Gordon attributes much of the VA’s current political plight to an organizational structure and bureaucracy that are artifacts of an era in which the agency did not have to negotiate a 24-7 media cycle and fight against well-funded actors with a stake in privatizing its functions. Other federal agencies are facing similar problems, but they are able to respond by marshaling a wide cadre of presidential appointees. The VA, unfortunately, has relatively few such officials. In 2014, the Obama administration estimated that an arcane 1989 statutory provision allows the entire VA to have, at most, around forty presidential appointees. The Department of Health and Human Services, by contrast, had over 160 at the end of 2016. The Veterans Health Administration, with more than 300,000 employees—four times the size of the entire HHS—has just one presidential appointee, the undersecretary for health.
As a result, the organization underestimates the political dynamics it faces. Most controversial matters, and even some mundane ones, are elevated to the secretarial level, where the handful of appointees struggle to manage the many complex congressional and media issues that would elsewhere be handled by lower-level political officials. This leads to missed opportunities for press coverage that would shine a positive light on the agency, and it worsens media fiascos like the Phoenix crisis. Eric Shinseki, then VA secretary and a former Army chief of staff renowned for his integrity, was felled by the scandal, which percolated at least three reporting levels below his skeletal selected leadership and advisory staff. In Phoenix’s wake, many complex proposals have been floated to modernize the Veteran Health Administration’s governance structure. But none of these, to my knowledge, includes removing the cap on the number of political appointees.
Given who occupies the White House, liberals may be hesitant to embrace a policy that seemingly gives the president more power over the VA. But despite drama at the top, lower-level presidential appointees in headquarters and at the regional level exist without controversy in federal agencies as diverse as FEMA, HUD, and the HHS. These officials manage their own share of high-consequence crises, such as influenza pandemics and natural disasters, with high political saliency and in a largely nonpartisan manner. Advocates for a robust veterans health care system should take a step back from today’s media cycle and appreciate the long-term organizational benefits that would come from allowing the president, the VA secretary, and the VA undersecretary for health to select teams large enough to inspire career staff and drive priorities.

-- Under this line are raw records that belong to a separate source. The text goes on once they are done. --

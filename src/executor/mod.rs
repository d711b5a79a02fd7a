mod path;
mod run;
mod validate;

pub use run::ExecutionOutcome;
pub use validate::ParsedCommand;

use std::fmt;
use std::path::{Path, PathBuf};

use serde::Serialize;

use crate::config::SecurityConfig;
use crate::error::ConfigError;

/// Validates untrusted command strings and runs the ones that pass.
///
/// This is the single security boundary between an external instruction and
/// real process execution. The sandboxing is ADVISORY: enforcement is string
/// validation plus canonical-path containment, not namespaces, cgroups, or
/// syscall filtering. Deployments that need real isolation must layer it on
/// separately.
///
/// The executor holds no mutable state. Concurrent `validate`/`execute`
/// calls from any number of callers are safe by construction; each call
/// spawns (at most) one independent child process.
#[derive(Debug, Clone)]
pub struct CommandExecutor {
    /// Canonical, symlink-resolved sandbox root. All path containment
    /// decisions and the child working directory anchor here.
    root: PathBuf,
    config: SecurityConfig,
}

impl CommandExecutor {
    /// Bind a configuration to a sandbox root. The root must exist at
    /// startup; it is canonicalized once and fixed for the process lifetime.
    pub fn new(allowed_dir: impl AsRef<Path>, config: SecurityConfig) -> Result<Self, ConfigError> {
        let dir = allowed_dir.as_ref();
        let root = dir
            .canonicalize()
            .map_err(|_| ConfigError::RootUnavailable(dir.display().to_string()))?;
        if !root.is_dir() {
            return Err(ConfigError::RootUnavailable(dir.display().to_string()));
        }
        Ok(Self { root, config })
    }

    /// Canonical sandbox root (also the working directory of every child).
    pub fn sandbox_root(&self) -> &Path {
        &self.root
    }

    pub fn config(&self) -> &SecurityConfig {
        &self.config
    }

    /// Read-only snapshot of the active rules, for display by the adapter.
    /// Informational only; performs no enforcement.
    pub fn rules(&self) -> RulesSnapshot {
        let mut allowed_commands: Vec<String> =
            self.config.allowed_commands().iter().cloned().collect();
        allowed_commands.sort();
        let mut allowed_flags: Vec<String> = self.config.allowed_flags().iter().cloned().collect();
        allowed_flags.sort();

        RulesSnapshot {
            working_directory: self.root.clone(),
            allowed_commands,
            allowed_flags,
            allowed_patterns: self
                .config
                .allowed_patterns()
                .iter()
                .map(|re| re.as_str().to_string())
                .collect(),
            max_command_length: self.config.max_command_length(),
            command_timeout: self.config.command_timeout(),
        }
    }
}

/// Diagnostic view of the executor's rules.
#[derive(Debug, Clone, Serialize)]
pub struct RulesSnapshot {
    pub working_directory: PathBuf,
    pub allowed_commands: Vec<String>,
    pub allowed_flags: Vec<String>,
    pub allowed_patterns: Vec<String>,
    pub max_command_length: usize,
    pub command_timeout: u64,
}

impl fmt::Display for RulesSnapshot {
    fn fmt(&self, f: &mut fmt::Formatter<'_>) -> fmt::Result {
        writeln!(f, "Security Configuration:")?;
        writeln!(f, "==================")?;
        writeln!(f, "Working Directory: {}", self.working_directory.display())?;
        writeln!(f, "\nAllowed Commands:")?;
        writeln!(f, "----------------")?;
        writeln!(f, "{}", self.allowed_commands.join(", "))?;
        writeln!(f, "\nAllowed Flags:")?;
        writeln!(f, "-------------")?;
        writeln!(f, "{}", self.allowed_flags.join(", "))?;
        writeln!(f, "\nAllowed Patterns:")?;
        writeln!(f, "----------------")?;
        writeln!(f, "{}", self.allowed_patterns.join(", "))?;
        writeln!(f, "\nSecurity Limits:")?;
        writeln!(f, "---------------")?;
        writeln!(
            f,
            "Max Command Length: {} characters",
            self.max_command_length
        )?;
        writeln!(f, "Command Timeout: {} seconds", self.command_timeout)
    }
}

But internal reform will only get the VA so far. To thrive, the agency needs strong advocates outside of the government, something it increasingly lacks. The advent of the all-volunteer military means that veterans are a shrinking percentage of America’s population. Veterans policy is migrating from issues of universal concern to ones that primarily impact areas where veterans are now clustered. As a result, the mainstream veterans service organizations that help defend the VA (and which generally oppose privatization), such as the Veterans of Foreign Wars and the American Legion, have diminishing political clout.
For better or worse, the course of VA health care now depends on a citizenry and health policy community that possesses little firsthand experience with its services or achievements. Wounds of War is a tremendous starting point for those interested in understanding the importance of getting these decisions right.